ASSIGNMENT
Gather all lines with "filename" from the records.

Saved data entries
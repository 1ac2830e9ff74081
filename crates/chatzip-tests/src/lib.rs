//! Shared fixtures for the chatzip integration tests and benches.

use std::sync::LazyLock;

use chatzip_codec::MessageCodec;

/// Chat-sized sample texts, from a one-liner up to a pasted log excerpt.
pub const SAMPLES: [(&str, &str); 4] = [
    ("greeting", "hey, are you around later?"),
    (
        "sentence",
        "The build failed again on the integration runner, same timeout as yesterday.",
    ),
    (
        "unicode",
        "Grüße aus Köln! 你好，世界。 Привет, мир. ✓ done → next ☕",
    ),
    (
        "log",
        "ERROR [net] connection reset by peer (attempt 1)\n\
         ERROR [net] connection reset by peer (attempt 2)\n\
         ERROR [net] connection reset by peer (attempt 3)\n\
         WARN  [net] giving up after 3 attempts, backing off for 30s",
    ),
];

/// Codec with the default configuration and standard registry.
///
/// # Panics
///
/// Panics if the default configuration is rejected, which would be a bug.
pub fn standard_codec() -> MessageCodec {
    MessageCodec::standard().expect("default codec configuration must be valid")
}

/// Process-wide standard codec, for tests that build one per case.
pub fn shared_codec() -> &'static MessageCodec {
    static CODEC: LazyLock<MessageCodec> = LazyLock::new(standard_codec);
    &CODEC
}
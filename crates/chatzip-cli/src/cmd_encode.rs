/// Implementation of `chatzip encode`.
///
/// ```text
/// $ chatzip encode 'see $!the full stack trace here!$ above'
/// see $!<symbols>!$ above
///
/// $ chatzip encode --segment 'the whole thing'
/// $!<symbols>!$
/// ```
use anyhow::{Context, Result};
use chatzip_codec::MessageCodec;

use crate::{EncodeArgs, read_input};

/// Run the `chatzip encode` command.
///
/// # Errors
///
/// Returns an error if stdin cannot be read or a segment fails to
/// compress.
pub fn run(codec: &MessageCodec, args: &EncodeArgs) -> Result<()> {
    let text = read_input(args.text.as_deref())?;

    let encoded = if args.segment {
        codec.encode_wrapped(&text).context("failed to encode segment")?
    } else {
        codec.encode_message(&text).context("failed to encode message")?
    };

    log::debug!(
        "{} chars in, {} chars out",
        text.chars().count(),
        encoded.chars().count()
    );
    println!("{encoded}");
    Ok(())
}
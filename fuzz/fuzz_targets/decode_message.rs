#![no_main]

use std::sync::LazyLock;

use chatzip_codec::MessageCodec;
use libfuzzer_sys::fuzz_target;

static CODEC: LazyLock<MessageCodec> =
    LazyLock::new(|| MessageCodec::standard().expect("default configuration is valid"));

// Fuzz target: whole-message decode.
//
// `decode_message` must never panic: every bad segment is rendered inline.
// Exercises the scanner, symbol lookup, envelope parsing, registry
// dispatch, and both decompressors on hostile bodies.
fuzz_target!(|text: &str| {
    let _ = CODEC.decode_message(text);
});
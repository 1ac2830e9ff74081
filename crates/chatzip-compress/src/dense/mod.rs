pub mod libzstd;
pub mod native;

use crate::buffer::GrowableBuffer;
use crate::compressor::{Compressor, DECOMPRESSION_SIZE_LIMIT};
use crate::error::CompressionError;

use self::libzstd::LibZstd;
use self::native::{
    EncoderMode, EncoderParameter, NativeEncoder, NativeInstance, NativeLibrary, NativeStream,
    StreamStatus,
};

const CODEC_NAME: &str = "zstd";

/// High-ratio compressor driving a streaming native library.
///
/// Every call runs the same state machine against a brand-new native
/// instance:
///
/// ```text
///   Init ──▶ Configure (encoder only) ──▶ ┌─▶ Step ──▶ Drain ─┐
///                                         └──── not done ◀───┘
///                                                  │ Finished
///                                                  ▼
///                                               Teardown
/// ```
///
/// - **Init**: `create_*` returning nothing → [`CompressionError::NativeInitFailed`].
/// - **Configure**: text mode and the library's maximum quality.
/// - **Step/Drain**: all remaining input is offered on every step; after
///   each step every available output chunk is copied into a doubling
///   buffer. The decoder checks the output limit after every chunk.
/// - **Teardown**: owned by [`NativeInstance`], so it runs exactly once on
///   every exit path.
///
/// No state outlives a call, which makes concurrent use from several
/// threads safe without locking.
pub struct DenseCompressor<L: NativeLibrary = LibZstd> {
    library: L,
    max_output: usize,
}

impl DenseCompressor<LibZstd> {
    pub fn new() -> Self {
        Self::with_library(LibZstd, DECOMPRESSION_SIZE_LIMIT)
    }

    /// Same codec, different decompression limit.
    pub fn with_limit(max_output: usize) -> Self {
        Self::with_library(LibZstd, max_output)
    }
}

impl Default for DenseCompressor<LibZstd> {
    fn default() -> Self {
        Self::new()
    }
}

impl<L: NativeLibrary> DenseCompressor<L> {
    pub fn with_library(library: L, max_output: usize) -> Self {
        Self {
            library,
            max_output,
        }
    }

    fn compress_bytes(&self, data: &[u8]) -> Result<Vec<u8>, CompressionError> {
        let mut encoder = NativeInstance::acquire(self.library.create_encoder())
            .ok_or(CompressionError::NativeInitFailed { direction: "encoder" })?;

        let stream = encoder.live().map_err(CompressionError::NativeCompressionFailed)?;
        for parameter in [
            EncoderParameter::Mode(EncoderMode::Text),
            EncoderParameter::Quality(L::MAX_QUALITY),
        ] {
            stream
                .set_parameter(parameter)
                .map_err(CompressionError::NativeCompressionFailed)?;
        }

        let mut input = data;
        let mut out = GrowableBuffer::unbounded();

        loop {
            let status = encoder
                .step(&mut input)
                .map_err(CompressionError::NativeCompressionFailed)?;

            let stream = encoder.live().map_err(CompressionError::NativeCompressionFailed)?;
            while stream.has_more_output() {
                out.reserve_spare();
                let chunk = stream.take_output(out.spare_len());
                out.extend_from_slice(chunk);
            }

            if status == StreamStatus::Finished {
                break;
            }
        }

        Ok(out.into_inner())
    }

    fn decompress_bytes(&self, data: &[u8]) -> Result<Vec<u8>, CompressionError> {
        if let Some(declared) = self.library.declared_size(data)
            && !usize::try_from(declared).is_ok_and(|size| size <= self.max_output)
        {
            return Err(CompressionError::OutputTooLarge { limit: self.max_output });
        }

        let mut decoder = NativeInstance::acquire(self.library.create_decoder(self.max_output))
            .ok_or(CompressionError::NativeInitFailed { direction: "decoder" })?;

        let mut input = data;
        let mut out = GrowableBuffer::bounded(self.max_output);

        loop {
            let status = decoder
                .step(&mut input)
                .map_err(CompressionError::NativeDecompressionFailed)?;

            let stream = decoder.live().map_err(CompressionError::NativeDecompressionFailed)?;
            while stream.has_more_output() {
                out.reserve_spare();
                let chunk = stream.take_output(out.spare_len());
                out.extend_from_slice(chunk);
                out.check_limit()?;
            }

            match status {
                StreamStatus::Finished => break,
                StreamStatus::NeedsMoreOutput => {}
                // The whole body was supplied up front; asking for more
                // means the stream was cut short.
                StreamStatus::NeedsMoreInput => {
                    return Err(CompressionError::NativeDecompressionFailed(
                        native::NativeFault("truncated stream"),
                    ));
                }
            }
        }

        Ok(out.into_inner())
    }
}

impl<L: NativeLibrary> Compressor for DenseCompressor<L> {
    fn name(&self) -> &'static str {
        CODEC_NAME
    }

    fn compress(&self, text: &str) -> Result<Vec<u8>, CompressionError> {
        self.compress_bytes(text.as_bytes())
    }

    fn decompress(&self, data: &[u8]) -> Result<String, CompressionError> {
        let bytes = self.decompress_bytes(data)?;
        String::from_utf8(bytes).map_err(|_| CompressionError::InvalidUtf8 { codec: CODEC_NAME })
    }
}
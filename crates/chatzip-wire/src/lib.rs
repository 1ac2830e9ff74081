#![warn(clippy::pedantic)]

pub mod alphabet;
pub mod error;
pub mod radix;

pub use alphabet::AlphabetTable;
pub use error::{AlphabetError, InvalidSymbol};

SOLUTION FOR THIS TASK
filename crates/chatzip-tests/src/lib.rs
filename crates/chatzip-cli/src/cmd_encode.rs
filename fuzz/fuzz_targets/decode_message.rs
filename crates/chatzip-compress/src/dense/mod.rs
filename crates/chatzip-wire/src/lib.rs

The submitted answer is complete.